Another holiday, another heartwarming yet depressing reminder that medical debt continues to plague the nation. Specifically, medical debt can debilitate some of the most low-income, at-need people in the United States. Christian Assembly Church, located in Eagle Rock, California, says it paid off more than $5 million in medical debt for low-income families in the Los Angeles area. People whose debt has been paid off will find out by receiving a letter in the mail.

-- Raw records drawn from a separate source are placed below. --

#![deny(
    unsafe_code,
    missing_docs,
    dead_code,
    unused_results,
    non_snake_case,
    unreachable_pub
)]

//! Core contracts shared across the Delve engine.
//!
//! This crate defines the message surface that connects adapters, the
//! authoritative world, and pure systems. The frame driver submits
//! [`Command`] values describing desired mutations, the world executes those
//! commands via its `apply` entry point, and then broadcasts [`Event`] values
//! for systems to react to deterministically. Systems consume event streams,
//! query immutable views, and respond exclusively with new command batches.

mod dungeon;
mod geometry;
mod grid;
mod views;

use std::time::Duration;

use glam::Vec2;
use serde::{Deserialize, Serialize};

pub use dungeon::{DoorKey, DoorMeta, Dungeon, Orientation, RoomId, RoomLink, RoomMeta, RoomState};
pub use geometry::{last_tile_before, tile_index, Rect, TileRect};
pub use grid::{Tile, TileGrid};
pub use views::{
    EnemySnapshot, PlayerSnapshot, ProgressionView, ProjectileSnapshot, RoomProgress,
};

/// Canonical banner emitted when the experience boots.
pub const WELCOME_BANNER: &str = "Welcome to Delve.";

/// Edge length of a square tile in pixels.
pub const TILE_SIZE: f32 = 32.0;

/// Commands that express all permissible world mutations.
#[derive(Clone, Debug, PartialEq)]
pub enum Command {
    /// Advances the simulation by one frame using the sampled player input.
    Tick {
        /// Duration of simulated time that elapsed since the previous tick.
        dt: Duration,
        /// Input captured by the adapter for this frame.
        input: FrameInput,
    },
    /// Starts the delayed lock of an unvisited room the player just entered.
    ArmRoom {
        /// Room to arm.
        room: RoomId,
    },
    /// Cancels a pending lock because the player left before it committed.
    DisarmRoom {
        /// Room to return to the unvisited state.
        room: RoomId,
    },
    /// Closes every door of an arming room and marks it locked.
    LockRoom {
        /// Room to lock.
        room: RoomId,
    },
    /// Reopens the doors of a locked room whose enemies are all defeated.
    ClearRoom {
        /// Room to clear.
        room: RoomId,
    },
    /// Requests that an enemy be created inside a locked room.
    SpawnEnemy {
        /// Room the enemy belongs to.
        room: RoomId,
        /// Behaviour family of the enemy.
        kind: EnemyKind,
        /// Pixel position of the enemy's centre.
        origin: Vec2,
        /// Direction the enemy initially faces.
        facing: Direction,
    },
    /// Applies damage to a single enemy.
    DamageEnemy {
        /// Enemy receiving the damage.
        enemy: EnemyId,
        /// Amount of health removed.
        amount: u32,
    },
    /// Declares that every room has been cleared.
    DeclareDungeonCleared,
    /// Declares that the player has died.
    DeclareGameOver,
    /// Asks the scene collaborator to show the pause screen.
    RequestPause,
    /// Changes the audio-muted flag carried by scene requests.
    SetAudioMuted {
        /// Whether audio should be muted.
        muted: bool,
    },
}

/// Events broadcast by the world after processing commands.
#[derive(Clone, Debug, PartialEq)]
pub enum Event {
    /// Indicates that the simulation clock advanced.
    TimeAdvanced {
        /// Duration of simulated time that elapsed in the tick.
        dt: Duration,
    },
    /// Reports damage that landed on the player.
    PlayerDamaged {
        /// Health removed by the hit.
        amount: u32,
        /// Health remaining after the hit.
        hp: u32,
    },
    /// Reports that the player fired or an enemy spawned a projectile.
    ProjectileFired {
        /// Team owning the projectile.
        team: Team,
    },
    /// Discrete audio cue for the audio collaborator.
    Sound {
        /// Cue to play.
        cue: SoundCue,
    },
    /// Confirms that an enemy was created.
    EnemySpawned {
        /// Identifier assigned to the enemy.
        enemy: EnemyId,
        /// Room the enemy belongs to.
        room: RoomId,
        /// Behaviour family of the enemy.
        kind: EnemyKind,
    },
    /// Reports damage that landed on an enemy.
    EnemyDamaged {
        /// Enemy that was hit.
        enemy: EnemyId,
        /// Health remaining after the hit.
        hp: u32,
    },
    /// Reports that an enemy's health reached zero.
    EnemyDefeated {
        /// Enemy that was defeated.
        enemy: EnemyId,
        /// Room the enemy belonged to.
        room: RoomId,
    },
    /// Announces that a room started arming its lock.
    RoomArmed {
        /// Room that is arming.
        room: RoomId,
    },
    /// Announces that a pending lock was cancelled.
    RoomDisarmed {
        /// Room that returned to unvisited.
        room: RoomId,
    },
    /// Announces that a room locked its doors.
    RoomLocked {
        /// Room that locked.
        room: RoomId,
    },
    /// Announces that a room was cleared.
    RoomCleared {
        /// Room that was cleared.
        room: RoomId,
    },
    /// Reports that a door opened or closed.
    DoorStateChanged {
        /// Door whose state changed.
        door: DoorKey,
        /// Whether the door is now open.
        open: bool,
    },
    /// One-shot notification that the whole dungeon was cleared.
    DungeonCleared,
    /// One-shot notification that the player died.
    GameOver,
    /// Asks the scene collaborator to switch scenes.
    SceneRequested {
        /// Requested scene together with its parameters.
        request: SceneRequest,
    },
}

/// Cardinal directions used for facing and placement.
#[derive(Clone, Copy, Debug, PartialEq, Eq, Hash, PartialOrd, Ord, Serialize, Deserialize)]
pub enum Direction {
    /// Toward decreasing row indices.
    North,
    /// Toward increasing column indices.
    East,
    /// Toward increasing row indices.
    South,
    /// Toward decreasing column indices.
    West,
}

impl Direction {
    /// All directions in clockwise order starting from north.
    pub const ALL: [Direction; 4] = [
        Direction::North,
        Direction::East,
        Direction::South,
        Direction::West,
    ];

    /// Unit vector pointing in the direction, with y growing downward.
    #[must_use]
    pub fn unit(self) -> Vec2 {
        match self {
            Self::North => Vec2::new(0.0, -1.0),
            Self::East => Vec2::new(1.0, 0.0),
            Self::South => Vec2::new(0.0, 1.0),
            Self::West => Vec2::new(-1.0, 0.0),
        }
    }

    /// Direction pointing the opposite way.
    #[must_use]
    pub const fn opposite(self) -> Self {
        match self {
            Self::North => Self::South,
            Self::East => Self::West,
            Self::South => Self::North,
            Self::West => Self::East,
        }
    }

    /// Dominant direction of a vector; ties favour the vertical axis.
    #[must_use]
    pub fn from_vector(vector: Vec2) -> Option<Self> {
        if vector.x.abs() > vector.y.abs() {
            Some(if vector.x > 0.0 { Self::East } else { Self::West })
        } else if vector.y > 0.0 {
            Some(Self::South)
        } else if vector.y < 0.0 {
            Some(Self::North)
        } else {
            None
        }
    }
}

/// Unique identifier assigned to an enemy.
#[derive(Clone, Copy, Debug, PartialEq, Eq, Hash, PartialOrd, Ord)]
pub struct EnemyId(u32);

impl EnemyId {
    /// Creates a new enemy identifier with the provided numeric value.
    #[must_use]
    pub const fn new(value: u32) -> Self {
        Self(value)
    }

    /// Retrieves the numeric representation of the identifier.
    #[must_use]
    pub const fn get(&self) -> u32 {
        self.0
    }
}

/// Behaviour families available to enemies.
#[derive(Clone, Copy, Debug, PartialEq, Eq, Hash, PartialOrd, Ord)]
pub enum EnemyKind {
    /// Melee enemy that keeps a standoff distance and swings when close.
    Chaser,
    /// Enemy that rests, winds up, then rolls and bounces off walls.
    Roller,
    /// Stationary enemy that periodically spits projectiles.
    Turret,
}

impl EnemyKind {
    /// Stable lowercase name of the kind.
    #[must_use]
    pub const fn name(self) -> &'static str {
        match self {
            Self::Chaser => "chaser",
            Self::Roller => "roller",
            Self::Turret => "turret",
        }
    }
}

/// Side a projectile or damage source belongs to.
#[derive(Clone, Copy, Debug, PartialEq, Eq, Hash)]
pub enum Team {
    /// Fired by the player; hurts enemies.
    Player,
    /// Fired by an enemy; hurts the player.
    Enemy,
}

/// One of eight discrete fire directions.
#[derive(Clone, Copy, Debug, PartialEq, Eq, Hash)]
pub struct FireDirection {
    dx: i8,
    dy: i8,
}

impl FireDirection {
    /// Creates a fire direction from axis signs; returns `None` for the zero vector.
    #[must_use]
    pub const fn new(dx: i8, dy: i8) -> Option<Self> {
        let dx = dx.signum();
        let dy = dy.signum();
        if dx == 0 && dy == 0 {
            None
        } else {
            Some(Self { dx, dy })
        }
    }

    /// Horizontal sign of the direction.
    #[must_use]
    pub const fn dx(&self) -> i8 {
        self.dx
    }

    /// Vertical sign of the direction.
    #[must_use]
    pub const fn dy(&self) -> i8 {
        self.dy
    }

    /// Velocity of a shot fired at `speed`; diagonals keep the same speed.
    #[must_use]
    pub fn velocity(&self, speed: f32) -> Vec2 {
        let scale = if self.dx != 0 && self.dy != 0 {
            std::f32::consts::FRAC_1_SQRT_2
        } else {
            1.0
        };
        Vec2::new(f32::from(self.dx), f32::from(self.dy)) * speed * scale
    }
}

/// Input sampled by the adapter for a single frame.
#[derive(Clone, Copy, Debug, Default, PartialEq)]
pub struct FrameInput {
    /// Movement intent; components are clamped to -1.0..=1.0.
    pub movement: Vec2,
    /// Requested fire direction, if any.
    pub fire: Option<FireDirection>,
}

impl FrameInput {
    /// Input that neither moves nor fires.
    #[must_use]
    pub fn idle() -> Self {
        Self::default()
    }

    /// Input that only moves.
    #[must_use]
    pub fn moving(movement: Vec2) -> Self {
        Self {
            movement,
            fire: None,
        }
    }
}

/// Discrete audio cues emitted by the simulation.
#[derive(Clone, Copy, Debug, PartialEq, Eq, Hash, PartialOrd, Ord)]
pub enum SoundCue {
    /// Damage landed on the player.
    PlayerHurt,
    /// The player fired a shot.
    PlayerShot,
    /// A shot hit an enemy.
    EnemyHit,
    /// An enemy was defeated.
    EnemyDefeated,
    /// A turret spat a projectile.
    EnemyShot,
    /// A room slammed its doors shut.
    DoorsClosed,
    /// A cleared room reopened its doors.
    DoorsOpened,
}

/// Parameters passed when entering the play scene.
#[derive(Clone, Copy, Debug, Default, PartialEq, Eq, Hash)]
pub struct PlayParams {
    /// Whether audio is muted.
    pub muted: bool,
    /// Whether the scene resumes an existing run instead of starting fresh.
    pub resume: bool,
}

/// Parameters passed when entering the pause scene.
#[derive(Clone, Copy, Debug, Default, PartialEq, Eq, Hash)]
pub struct PauseParams {
    /// Whether audio is muted.
    pub muted: bool,
}

/// Parameters passed when entering an end-of-run scene.
#[derive(Clone, Copy, Debug, Default, PartialEq, Eq, Hash)]
pub struct EndParams {
    /// Whether audio is muted.
    pub muted: bool,
}

/// Closed set of scenes the scene collaborator can switch to.
#[derive(Clone, Copy, Debug, PartialEq, Eq, Hash)]
pub enum SceneRequest {
    /// Main menu.
    Menu,
    /// Gameplay.
    Play(PlayParams),
    /// Pause overlay.
    Pause(PauseParams),
    /// Loss screen.
    GameOver(EndParams),
    /// Victory screen.
    YouWin(EndParams),
}

impl SceneRequest {
    /// Stable name of the requested scene.
    #[must_use]
    pub const fn name(&self) -> &'static str {
        match self {
            Self::Menu => "menu",
            Self::Play(_) => "play",
            Self::Pause(_) => "pause",
            Self::GameOver(_) => "game_over",
            Self::YouWin(_) => "you_win",
        }
    }
}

In this case, the church says it worked with the aptly named RIP Medical Debt. RIP Medical Debt is a nonprofit group that essentially helps donors “buy” debt from providers and debt collectors at a lower rate. The idea is that RIP Medical Debt (and groups like it) buy the debt at a much lower cost than if you were paying back your own bills. RIP Medical Debt is a tax-exempt charity, which means that debt forgiveness is counted as a gift, so individuals don’t have to pay taxes on it.
Tom Hughes, one of the co-pastors of the church, says that more than 5,000 households across 28 neighborhoods will benefit from this debt being paid off. The names aren’t publicly available because of privacy laws, as noted by ABC News. “As they recover from their illness, it will help them get back on their feet and avoid homelessness,” Hughes says of relief recipients in the video embedded below.
The church says it collected about $50,000 from members this year. Interestingly, the church says members donated without knowing the funds were going toward this debt relief project. “I would love to be a fly on the wall for someone whose receiving a notification like this,” church member Blythe Hill told local station KABC.
Here is the video announcement.
This isn’t the only religious organization to pay off medical debt, of course. A few months ago, a Chicago-area church went viral for also paying off about $5 million in the local community’s unpaid medical bills. In Indiana, a church paid off close to $8 million for thousands of families. For people who benefit from these acts, there’s no doubt that the relief is absolutely enormous. It probably changes, and perhaps even saves lives. But no one should be in a position where they’re hoping against hope that a local organization can pay off their debt—this debt shouldn't exist, to begin with, and people certainly shouldn’t be harassed and threatened over it, either.
These stories are heartwarming, and the people who make them realities deserve celebration. They’re doing wonderful things within a structure that none of us, as individuals, can rupture. But in the big picture, we need to keep in mind that no one should be losing sleep—or worse—over medical treatment. Imagine a world without medical debt? Without harassment, targeting, and even the shame associated with mounting bills? Now that would be a relief.
In terms of 2020 hopefuls, Sen. Bernie Sanders released a sweeping plan that outlines how he would like to erase $81 billion in medical debt.